Problem
Passive acoustic monitoring networks generate millions of hours of recordings, and audio captures the nocturnal and cryptic species that cameras and satellites miss. Species classifiers (BirdNET, Perch) are mature. Turning “the soundscape shifted in March” into “here’s what likely happened and what to check next” is still manual, expert-time-intensive work.
System
Ingest → trend → attribute → assess → write. Every index series is deseasonalised against a robustly fitted harmonic model of day-of-year and day-of-week before change-point detection, because on a raw tropical series a detector finds the annual cycle and nothing else. Candidate explanations are retrieved from the site’s field log and the ecological literature. A rubric owns the verdict and the confidence; the language model ranks hypotheses and writes prose, and never emits a score. A review dashboard shows the ledger.
Worth knowing
- Confounds compete as hypotheses rather than being filtered. The biggest shift in most deployments is an equipment change. A gain change moves level-dependent indices while ratio-based ones hold steady, and that split is diagnosed explicitly.

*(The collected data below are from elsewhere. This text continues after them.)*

//! Shared state and configuration for REST handlers.

use std::collections::HashMap;
use std::fmt;
use std::sync::Arc;

use floe_catalog::{Catalog, FollowerCatalog};

/// Server-side configuration for the REST API.
#[derive(Debug, Clone, Default)]
pub struct RestConfig {
    /// Defaults advertised in `/v1/config`.
    pub defaults: HashMap<String, String>,
    /// Overrides advertised in `/v1/config`.
    pub overrides: HashMap<String, String>,
    /// Optional concurrency limit for handlers.
    pub concurrency_limit: Option<usize>,
}

/// Shared state for REST handlers.
#[derive(Clone)]
pub struct AppState {
    /// Primary catalog.
    pub catalog: Arc<dyn Catalog>,
    /// Catalogs that receive every committed transaction.
    pub followers: Arc<[Arc<dyn FollowerCatalog>]>,
    /// Server-side configuration.
    pub config: RestConfig,
}

impl AppState {
    /// Creates state with default configuration and no followers.
    #[must_use]
    pub fn new(catalog: Arc<dyn Catalog>) -> Self {
        Self::with_config(catalog, RestConfig::default())
    }

    /// Creates state with explicit configuration.
    #[must_use]
    pub fn with_config(catalog: Arc<dyn Catalog>, config: RestConfig) -> Self {
        Self {
            catalog,
            followers: Arc::from(Vec::new()),
            config,
        }
    }

    /// Sets the follower catalogs.
    #[must_use]
    pub fn with_followers(mut self, followers: Vec<Arc<dyn FollowerCatalog>>) -> Self {
        self.followers = Arc::from(followers);
        self
    }
}

impl fmt::Debug for AppState {
    fn fmt(&self, f: &mut fmt::Formatter<'_>) -> fmt::Result {
        f.debug_struct("AppState")
            .field("catalog", &self.catalog.catalog_type())
            .field(
                "followers",
                &self.followers.iter().map(|f| f.name()).collect::<Vec<_>>(),
            )
            .field("config", &self.config)
            .finish()
    }
}
//! Handler for the `OpenAPI` document.

use axum::http::header::CONTENT_TYPE;
use axum::http::StatusCode;
use axum::response::{IntoResponse, Response};

use crate::error::RestError;
use crate::openapi::openapi_json;

/// Returns the REST catalog `OpenAPI` document as JSON.
pub async fn get_openapi_json() -> Response {
    match openapi_json() {
        Ok(doc) => (StatusCode::OK, [(CONTENT_TYPE, "application/json")], doc).into_response(),
        Err(err) => RestError::internal(format!("failed to serialize OpenAPI document: {err}"))
            .into_response(),
    }
}
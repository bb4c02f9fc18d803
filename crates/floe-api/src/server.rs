//! HTTP server wiring.

use std::net::SocketAddr;
use std::sync::Arc;
use std::time::Duration;

use axum::http::{header, HeaderName, HeaderValue, Method, StatusCode};
use axum::response::{IntoResponse, Response};
use axum::routing::get;
use axum::{Json, Router};
use serde::{Deserialize, Serialize};
use tower_http::cors::{AllowOrigin, CorsLayer};

use floe_catalog::{Catalog, FollowerCatalog, MemoryCatalog};
use floe_iceberg::{rest_router, AppState};

use crate::config::{CatalogBackend, Config, CorsConfig, CorsOrigins};
use crate::error::ServerError;

/// Health check response.
#[derive(Debug, Serialize, Deserialize)]
pub struct HealthResponse {
    /// Service status.
    pub status: String,
}

/// The Floe REST catalog server.
pub struct Server {
    config: Config,
    catalog: Arc<dyn Catalog>,
    followers: Vec<Arc<dyn FollowerCatalog>>,
}

impl std::fmt::Debug for Server {
    fn fmt(&self, f: &mut std::fmt::Formatter<'_>) -> std::fmt::Result {
        f.debug_struct("Server")
            .field("config", &self.config)
            .field("catalog", &self.catalog.catalog_type())
            .field(
                "followers",
                &self
                    .followers
                    .iter()
                    .map(|follower| follower.name())
                    .collect::<Vec<_>>(),
            )
            .finish()
    }
}

impl Server {
    /// Creates a server with the catalog backend named in `config`.
    #[must_use]
    pub fn new(config: Config) -> Self {
        let (catalog, followers) = match config.catalog_backend {
            CatalogBackend::Memory => memory_catalogs(config.followers),
        };
        Self::with_catalog(config, catalog, followers)
    }

    /// Creates a server over an existing catalog and followers.
    #[must_use]
    pub fn with_catalog(
        config: Config,
        catalog: Arc<dyn Catalog>,
        followers: Vec<Arc<dyn FollowerCatalog>>,
    ) -> Self {
        Self {
            config,
            catalog,
            followers,
        }
    }

    /// Returns the server configuration.
    #[must_use]
    pub fn config(&self) -> &Config {
        &self.config
    }

    /// Builds the full HTTP router.
    ///
    /// # Endpoints
    ///
    /// - `GET /health` - Liveness check
    /// - `GET /metrics` - Prometheus metrics
    /// - `GET /openapi.json` and `/v1/...` - REST catalog
    pub fn router(&self) -> Router {
        let state = AppState::with_config(Arc::clone(&self.catalog), self.config.rest_config())
            .with_followers(self.followers.clone());

        let router = Router::new()
            .route("/health", get(health))
            .route("/metrics", get(metrics))
            .merge(rest_router(state));

        match Self::cors_layer(&self.config.cors) {
            Some(cors) => router.layer(cors),
            None => router,
        }
    }

    fn cors_layer(cors: &CorsConfig) -> Option<CorsLayer> {
        let allow_origin = match &cors.origins {
            CorsOrigins::Disabled => return None,
            CorsOrigins::Any => AllowOrigin::any(),
            CorsOrigins::List(origins) => AllowOrigin::list(
                origins
                    .iter()
                    .filter_map(|origin| HeaderValue::from_str(origin).ok()),
            ),
        };
        tracing::info!(origins = ?cors.origins, "CORS enabled");

        let request_id = HeaderName::from_static(floe_iceberg::context::REQUEST_ID_HEADER);
        Some(
            CorsLayer::new()
                .allow_origin(allow_origin)
                .allow_methods([Method::GET, Method::HEAD, Method::POST, Method::DELETE])
                .allow_headers([header::CONTENT_TYPE, header::ACCEPT, request_id.clone()])
                .expose_headers([request_id])
                .max_age(Duration::from_secs(cors.max_age_seconds)),
        )
    }

    /// Binds the listener and serves until Ctrl-C or SIGTERM.
    ///
    /// # Errors
    ///
    /// Returns an error if the listener cannot be bound or the server fails.
    pub async fn serve(&self) -> Result<(), ServerError> {
        floe_iceberg::metrics::install_recorder()?;

        let addr = format!("{}:{}", self.config.host, self.config.port);
        let router = self.router();

        tracing::info!(
            addr = %addr,
            catalog = self.catalog.catalog_type(),
            followers = self.followers.len(),
            "Starting Floe REST catalog server"
        );

        let listener = tokio::net::TcpListener::bind(&addr)
            .await
            .map_err(|source| ServerError::Bind {
                addr: addr.clone(),
                source,
            })?;

        axum::serve(
            listener,
            router.into_make_service_with_connect_info::<SocketAddr>(),
        )
        .with_graceful_shutdown(shutdown_signal())
        .await
        .map_err(ServerError::Serve)?;

        tracing::info!("Server stopped");
        Ok(())
    }
}

fn memory_catalogs(count: usize) -> (Arc<dyn Catalog>, Vec<Arc<dyn FollowerCatalog>>) {
    let catalog: Arc<dyn Catalog> = Arc::new(MemoryCatalog::new());
    let followers = (0..count)
        .map(|i| {
            Arc::new(MemoryCatalog::new().with_name(format!("replica-{i}")))
                as Arc<dyn FollowerCatalog>
        })
        .collect();
    (catalog, followers)
}

/// Health check endpoint handler.
async fn health() -> impl IntoResponse {
    Json(HealthResponse {
        status: "ok".to_string(),
    })
}

async fn metrics() -> Response {
    match floe_iceberg::metrics::render() {
        Some(text) => (
            [(header::CONTENT_TYPE, "text/plain; version=0.0.4; charset=utf-8")],
            text,
        )
            .into_response(),
        None => (StatusCode::SERVICE_UNAVAILABLE, "metrics recorder not installed").into_response(),
    }
}

async fn shutdown_signal() {
    let ctrl_c = async {
        if let Err(error) = tokio::signal::ctrl_c().await {
            tracing::error!(%error, "failed to install Ctrl+C handler");
            std::future::pending::<()>().await;
        }
    };

    #[cfg(unix)]
    let terminate = async {
        match tokio::signal::unix::signal(tokio::signal::unix::SignalKind::terminate()) {
            Ok(mut signal) => {
                signal.recv().await;
            }
            Err(error) => {
                tracing::error!(%error, "failed to install SIGTERM handler");
                std::future::pending::<()>().await;
            }
        }
    };

    #[cfg(not(unix))]
    let terminate = std::future::pending::<()>();

    tokio::select! {
        () = ctrl_c => tracing::info!("Received SIGINT, shutting down"),
        () = terminate => tracing::info!("Received SIGTERM, shutting down"),
    }
}
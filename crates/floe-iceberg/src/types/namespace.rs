//! Namespace request and response types.

use std::collections::HashMap;

use serde::{Deserialize, Serialize};

use floe_catalog::NamespaceIdent;

/// Response from `GET /v1/namespaces`.
#[derive(Debug, Clone, Serialize, Deserialize, utoipa::ToSchema)]
pub struct ListNamespacesResponse {
    /// Namespace identifiers.
    pub namespaces: Vec<NamespaceIdent>,

    /// Token for the next page; `null` when exhausted.
    #[serde(rename = "next-page-token", default)]
    pub next_page_token: Option<String>,
}

/// Query parameters for listing namespaces.
#[derive(Debug, Clone, Default, Deserialize, utoipa::IntoParams)]
#[into_params(parameter_in = Query)]
pub struct ListNamespacesQuery {
    /// Flattened parent namespace; descendants of it are returned.
    #[serde(default)]
    pub parent: Option<String>,

    /// Opaque page token.
    #[serde(rename = "pageToken")]
    pub page_token: Option<String>,

    /// Maximum number of results.
    #[serde(rename = "pageSize")]
    pub page_size: Option<u32>,
}

/// Request body for `POST /v1/namespaces`.
#[derive(Debug, Clone, Serialize, Deserialize, utoipa::ToSchema)]
pub struct CreateNamespaceRequest {
    /// Namespace to create.
    pub namespace: NamespaceIdent,

    /// Initial properties.
    #[serde(default)]
    pub properties: HashMap<String, String>,
}

/// Response from `POST /v1/namespaces`.
#[derive(Debug, Clone, Serialize, Deserialize, utoipa::ToSchema)]
pub struct CreateNamespaceResponse {
    /// Created namespace.
    pub namespace: NamespaceIdent,

    /// Properties as submitted.
    #[serde(default)]
    pub properties: HashMap<String, String>,
}

/// Response from `GET /v1/namespaces/{namespace}`.
#[derive(Debug, Clone, Serialize, Deserialize, utoipa::ToSchema)]
pub struct GetNamespaceResponse {
    /// Namespace identifier.
    pub namespace: NamespaceIdent,

    /// Namespace properties.
    #[serde(default)]
    pub properties: HashMap<String, String>,
}

/// Request body for `POST /v1/namespaces/{namespace}/properties`.
#[derive(Debug, Clone, Default, Serialize, Deserialize, utoipa::ToSchema)]
pub struct UpdateNamespacePropertiesRequest {
    /// Keys to remove.
    #[serde(default)]
    pub removals: Vec<String>,

    /// Keys to set.
    #[serde(default)]
    pub updates: HashMap<String, String>,
}

/// Response from `POST /v1/namespaces/{namespace}/properties`.
#[derive(Debug, Clone, Default, PartialEq, Eq, Serialize, Deserialize, utoipa::ToSchema)]
pub struct UpdateNamespacePropertiesResponse {
    /// Keys written.
    pub updated: Vec<String>,
    /// Requested removals that were present.
    pub removed: Vec<String>,
    /// Requested removals that were absent.
    pub missing: Vec<String>,
}
//! Logging initialization.

use std::sync::Once;

use serde::{Deserialize, Serialize};
use tracing_subscriber::{fmt, layer::SubscriberExt, util::SubscriberInitExt, EnvFilter};

static INIT: Once = Once::new();

/// Log output format.
#[derive(Debug, Clone, Copy, Default, Serialize, Deserialize, PartialEq, Eq)]
#[serde(rename_all = "lowercase")]
pub enum LogFormat {
    /// JSON structured logs (for production).
    Json,
    /// Pretty-printed logs (for development).
    #[default]
    Pretty,
}

/// Initializes the logging subsystem.
///
/// Safe to call multiple times; subsequent calls are no-ops.
/// `RUST_LOG` controls levels and defaults to `info`.
pub fn init_logging(format: LogFormat) {
    INIT.call_once(|| {
        let env_filter =
            EnvFilter::try_from_default_env().unwrap_or_else(|_| EnvFilter::new("info"));

        match format {
            LogFormat::Json => {
                tracing_subscriber::registry()
                    .with(env_filter)
                    .with(fmt::layer().json())
                    .init();
            }
            LogFormat::Pretty => {
                tracing_subscriber::registry()
                    .with(env_filter)
                    .with(fmt::layer().pretty())
                    .init();
            }
        }
    });
}

#[cfg(test)]
mod tests {
    use super::*;

    #[test]
    fn init_is_idempotent() {
        init_logging(LogFormat::Json);
        init_logging(LogFormat::Pretty);
        tracing::info!("logging initialized twice without panicking");
    }

    #[test]
    fn format_serializes_lowercase() {
        assert_eq!(
            serde_json::to_string(&LogFormat::Json).expect("serialize"),
            "\"json\""
        );
    }
}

- A claim linter gates publication. Every sentence must cite evidence that exists, every number must appear in a cited payload, and language strength must match the confidence tier. Violations are a reported metric, because overclaiming is the failure mode that destroys trust in a tool like this.
- A model asked to judge and report its own certainty produces a number nothing can falsify. Splitting those roles is the central design choice.